RULING: There is no dispute that St. Luke’s is organized as a non-stock and non-profit charitable institution. However, this does not automatically exempt St. Luke’s from paying taxes. This only refers to the organization of St. Luke’s. Even if St. Luke’s meets the test of charity, a charitable institution is not ipso facto tax exempt. To be exempt from real property taxes, Section 28(3), Article VI of the Constitution requires that a charitable institution use the property “actually, directly and exclusively” for charitable purposes. To be exempt from income taxes, Section 30(E) of the NIRC requires that a charitable institution must be “organized and operated exclusively” for charitable purposes. Likewise, to be exempt from income taxes, Section 30(G) of the NIRC requires that the institution be “operated exclusively” for social welfare.

However, the last paragraph of Section 30 of the NIRC qualifies the words “organized and operated exclusively.”
Notwithstanding the provisions in the preceding paragraphs, the income of whatever kind and character of the foregoing organizations from any of their properties, real or personal, or from any of their activities conducted for profit regardless of the disposition made of such income, shall be subject to tax imposed under this Code


In short, the last paragraph of Section 30 provides that if a tax exempt charitable institution conducts “any” activity for profit, such activity is not tax exempt even as its not-for-profit activities remain tax exempt. This paragraph qualifies the requirements in Section 30(E) that the “[n]on-stock corporation or association [must be] organized and operated exclusively for x x x charitable x x x purposes x x x.” It likewise qualifies the requirement in Section 30(G) that the civic organization must be “operated exclusively” for the promotion of social welfare.

Thus, even if the charitable institution must be “organized and operated exclusively” for charitable purposes, it is nevertheless allowed to engage in “activities conducted for profit” without losing its tax exempt status for its not-for-profit activities. The only consequence is that the “income of whatever kind and character” of a charitable institution “from any of its activities conducted for profit, regardless of the disposition made of such income, shall be subject to tax.”

In 1998, St. Luke’s had total revenues of P1,730,367,965 from services to paying patients. It cannot be disputed that a hospital which receives approximately P1.73 billion from paying patients is not an institution “operated exclusively” for charitable purposes. Clearly, revenues from paying patients are income received from “activities conducted for profit.” Services to paying patients are activities conducted for profit. They cannot be considered any other way. There is a “purpose to make profit over and above the cost” of services.
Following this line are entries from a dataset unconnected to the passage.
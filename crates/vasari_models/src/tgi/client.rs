//! HTTP client for a text-generation-inference server.

use crate::tgi::dto::TgiErrorBody;
use crate::{TextGenerator, TgiParameters, TgiRequest, TgiResponse, TokenCounter, check_prompt_budget};
use async_trait::async_trait;
use reqwest::Client;
use tracing::{debug, error, instrument};
use vasari_core::GenerationConfig;
use vasari_error::{GenerationError, GenerationErrorKind, VasariResult};

/// Generator backed by a TGI server's `/generate` endpoint.
///
/// The prompt budget is enforced locally with the supplied
/// [`TokenCounter`] before any request is sent.
pub struct TgiGenerator {
    client: Client,
    endpoint: String,
    model: String,
    counter: Box<dyn TokenCounter>,
}

impl std::fmt::Debug for TgiGenerator {
    fn fmt(&self, f: &mut std::fmt::Formatter<'_>) -> std::fmt::Result {
        f.debug_struct("TgiGenerator")
            .field("endpoint", &self.endpoint)
            .field("model", &self.model)
            .field("counter", &self.counter.name())
            .finish()
    }
}

impl TgiGenerator {
    /// Creates a client for the server at `base_url`.
    ///
    /// # Arguments
    ///
    /// * `base_url` - Server root, e.g. `http://localhost:8080`
    /// * `model` - Model served there (for logs only)
    /// * `counter` - Tokenizer used for the prompt budget
    #[instrument(skip(counter), fields(counter = counter.name()))]
    pub fn new(base_url: &str, model: &str, counter: Box<dyn TokenCounter>) -> Self {
        let endpoint = format!("{}/generate", base_url.trim_end_matches('/'));
        debug!(%endpoint, "Created TGI client");
        Self {
            client: Client::new(),
            endpoint,
            model: model.to_string(),
            counter,
        }
    }

    /// Full URL requests are posted to.
    pub fn endpoint(&self) -> &str {
        &self.endpoint
    }

    async fn post(&self, request: &TgiRequest) -> Result<String, GenerationError> {
        let response = self
            .client
            .post(&self.endpoint)
            .json(request)
            .send()
            .await
            .map_err(|e| {
                error!(error = ?e, "HTTP request failed");
                GenerationError::new(GenerationErrorKind::Http(format!("Request failed: {}", e)))
            })?;

        let status = response.status();
        if !status.is_success() {
            let body = response.text().await.unwrap_or_default();
            let message = serde_json::from_str::<TgiErrorBody>(&body)
                .map(|parsed| parsed.error)
                .unwrap_or(body);
            error!(status = %status, error = %message, "Server returned an error");
            return Err(GenerationError::new(GenerationErrorKind::Api {
                status: status.as_u16(),
                message,
            }));
        }

        let parsed: TgiResponse = response.json().await.map_err(|e| {
            error!(error = ?e, "Failed to parse response");
            GenerationError::new(GenerationErrorKind::ResponseParsing(format!(
                "Failed to parse JSON: {}",
                e
            )))
        })?;

        parsed.into_text().ok_or_else(|| {
            GenerationError::new(GenerationErrorKind::ResponseParsing(
                "response contained no generations".to_string(),
            ))
        })
    }
}

#[async_trait]
impl TextGenerator for TgiGenerator {
    #[instrument(skip_all, fields(model = %self.model))]
    async fn generate(&self, prompt: &str, config: &GenerationConfig) -> VasariResult<String> {
        let tokens = self.counter.count_tokens(prompt)?;
        check_prompt_budget(tokens, *config.max_prompt_tokens())?;

        let request = TgiRequest::builder()
            .inputs(prompt)
            .parameters(TgiParameters::from_config(config))
            .build()
            .map_err(|e| GenerationError::new(GenerationErrorKind::Inference(e.to_string())))?;

        debug!(prompt_tokens = tokens, "Sending generate request");
        let text = self.post(&request).await?;
        debug!(chars = text.len(), "Received generation");
        Ok(text)
    }

    fn provider_name(&self) -> &'static str {
        "tgi"
    }

    fn model_name(&self) -> &str {
        &self.model
    }
}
The Court finds that St. Luke’s is a corporation that is not “operated exclusively” for charitable or social welfare purposes insofar as its revenues from paying patients are concerned. This ruling is based not only on a strict interpretation of a provision granting tax exemption, but also on the clear and plain text of Section 30(E) and (G). Section 30(E) and (G) of the NIRC requires that an institution be “operated exclusively” for charitable or social welfare purposes to be completely exempt from income tax. An institution under Section 30(E) or (G) does not lose its tax exemption if it earns income from its for-profit activities. Such income from for-profit activities, under the last paragraph of Section 30, is merely subject to income tax, previously at the ordinary corporate rate but now at the preferential 10% rate pursuant to Section 27(B).